#### Source material ####

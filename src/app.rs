use anyhow::{anyhow, Result};
use chrono::{DateTime, Local};
use std::path::PathBuf;
use std::sync::Arc;
use thiserror::Error;
use tokio::sync::mpsc::UnboundedSender;
use tokio::sync::Mutex;
use tokio::task::JoinHandle;
use tokio::time::sleep;
use tracing::{error, info, warn};

use crate::browser::PageSession;
use crate::config::Config;
use crate::models::{ComparisonRow, RunEvent, RunState};
use crate::runner::{RunContext, Runner};

#[derive(Error, Debug, Clone, PartialEq, Eq)]
pub enum StartError {
    #[error("No spreadsheet selected")]
    NoInput,

    #[error("A run is already in progress")]
    AlreadyRunning,
}

/// Bookkeeping shown alongside the results.
#[derive(Debug, Clone, Default, PartialEq)]
pub struct Status {
    pub state: RunState,
    pub input: Option<PathBuf>,
    pub run_count: u32,
    pub first_run_at: Option<DateTime<Local>>,
    pub last_run_at: Option<DateTime<Local>>,
}

/// Owns the shared browser session and runs comparisons on a background task.
pub struct Checker {
    config: Arc<Config>,
    runner: Arc<Runner>,
    session: Arc<Mutex<Box<dyn PageSession>>>,
    status: Arc<Mutex<Status>>,
    events: UnboundedSender<RunEvent>,
}

pub type RunHandle = JoinHandle<Result<Vec<ComparisonRow>>>;

impl Checker {
    pub fn new(
        config: Arc<Config>,
        session: Box<dyn PageSession>,
        events: UnboundedSender<RunEvent>,
    ) -> Self {
        Self {
            runner: Arc::new(Runner::new(config.clone())),
            config,
            session: Arc::new(Mutex::new(session)),
            status: Arc::new(Mutex::new(Status::default())),
            events,
        }
    }

    pub async fn set_input(&self, path: PathBuf) {
        self.status.lock().await.input = Some(path);
    }

    pub async fn status(&self) -> Status {
        self.status.lock().await.clone()
    }

    /// Move from idle to running and spawn the worker.
    ///
    /// The worker flips the state back to idle when it finishes.
    pub async fn start(&self) -> Result<RunHandle, StartError> {
        let (input, context) = {
            let mut status = self.status.lock().await;
            let input = match &status.input {
                Some(input) => input.clone(),
                None => {
                    warn!("Cannot start: no spreadsheet selected");
                    return Err(StartError::NoInput);
                }
            };
            if status.state == RunState::Running {
                warn!("Cannot start: a run is already in progress");
                return Err(StartError::AlreadyRunning);
            }

            let now = Local::now();
            status.state = RunState::Running;
            status.run_count += 1;
            let first_run_at = *status.first_run_at.get_or_insert(now);
            status.last_run_at = Some(now);

            let context = RunContext {
                run: status.run_count,
                first_run_at,
                started_at: now,
            };
            (input, context)
        };

        info!(
            "Starting run {} at {}",
            context.run,
            context.started_at.format("%Y-%m-%d %H:%M")
        );

        let runner = self.runner.clone();
        let session = self.session.clone();
        let status = self.status.clone();
        let events = self.events.clone();

        Ok(tokio::spawn(async move {
            let result = {
                let mut session = session.lock().await;
                runner.run(&mut **session, &input, context, &events).await
            };
            status.lock().await.state = RunState::Idle;
            result
        }))
    }

    /// Run, wait for completion, then wait `task.interval_minutes` and run again.
    ///
    /// Returns after the first run when `once` is set or the interval is zero.
    pub async fn run_scheduled<F>(&self, once: bool, mut on_complete: F) -> Result<()>
    where
        F: FnMut(&[ComparisonRow]),
    {
        loop {
            let handle = self.start().await.map_err(|e| anyhow!(e))?;

            match handle.await {
                Ok(Ok(rows)) => on_complete(&rows),
                Ok(Err(e)) => error!("Run failed: {:#}", e),
                Err(e) => error!("Comparison worker stopped unexpectedly: {}", e),
            }

            let interval = if once { None } else { self.config.run_interval() };
            match interval {
                Some(interval) => {
                    info!("Next run in {} minutes", interval.as_secs() / 60);
                    sleep(interval).await;
                }
                None => return Ok(()),
            }
        }
    }
}

#[cfg(test)]
mod tests {
    use super::*;
    use crate::browser::fake::FakeSession;
    use std::io::Write;
    use tokio::sync::mpsc;

    fn checker() -> (Checker, mpsc::UnboundedReceiver<RunEvent>) {
        let (tx, rx) = mpsc::unbounded_channel();
        let checker = Checker::new(
            Arc::new(Config::default()),
            Box::new(FakeSession::default()),
            tx,
        );
        (checker, rx)
    }

    fn empty_sheet() -> tempfile::NamedTempFile {
        let mut file = tempfile::Builder::new().suffix(".csv").tempfile().unwrap();
        writeln!(file, "链接A,链接B").unwrap();
        file
    }

    #[tokio::test]
    async fn start_requires_input() {
        let (checker, _rx) = checker();
        assert_eq!(checker.start().await.unwrap_err(), StartError::NoInput);
        assert_eq!(checker.status().await.run_count, 0);
    }

    #[tokio::test]
    async fn second_start_while_running_is_rejected() {
        let (checker, _rx) = checker();
        let sheet = empty_sheet();
        checker.set_input(sheet.path().to_path_buf()).await;

        let handle = checker.start().await.unwrap();
        assert_eq!(checker.start().await.unwrap_err(), StartError::AlreadyRunning);

        handle.await.unwrap().unwrap();
        let status = checker.status().await;
        assert_eq!(status.state, RunState::Idle);
        assert_eq!(status.run_count, 1);
    }

    #[tokio::test]
    async fn first_run_time_is_kept_across_runs() {
        let (checker, mut rx) = checker();
        let sheet = empty_sheet();
        checker.set_input(sheet.path().to_path_buf()).await;

        checker.start().await.unwrap().await.unwrap().unwrap();
        let first = checker.status().await;
        checker.start().await.unwrap().await.unwrap().unwrap();
        let second = checker.status().await;

        assert_eq!(second.run_count, 2);
        assert_eq!(second.first_run_at, first.first_run_at);
        assert!(second.last_run_at >= first.last_run_at);

        let mut runs = Vec::new();
        while let Ok(event) = rx.try_recv() {
            if let RunEvent::Started { run, total, .. } = event {
                runs.push((run, total));
            }
        }
        assert_eq!(runs, vec![(1, 0), (2, 0)]);
    }

    #[tokio::test]
    async fn run_scheduled_once_reports_rows() {
        let (checker, _rx) = checker();
        let sheet = empty_sheet();
        checker.set_input(sheet.path().to_path_buf()).await;

        let mut completed = 0;
        checker
            .run_scheduled(true, |rows| {
                assert!(rows.is_empty());
                completed += 1;
            })
            .await
            .unwrap();
        assert_eq!(completed, 1);
    }

    #[tokio::test]
    async fn failed_sheet_read_returns_to_idle() {
        let (checker, mut rx) = checker();
        checker
            .set_input(PathBuf::from("/nonexistent/links.xlsx"))
            .await;

        let result = checker.start().await.unwrap().await.unwrap();
        assert!(result.is_err());
        assert_eq!(checker.status().await.state, RunState::Idle);
        assert!(matches!(rx.recv().await, Some(RunEvent::Failed(_))));
    }
}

####

=== What the exercise asks ===
Only a number is wanted here: the count of lines in the data that include the word "sleep".

=== Result below ===
2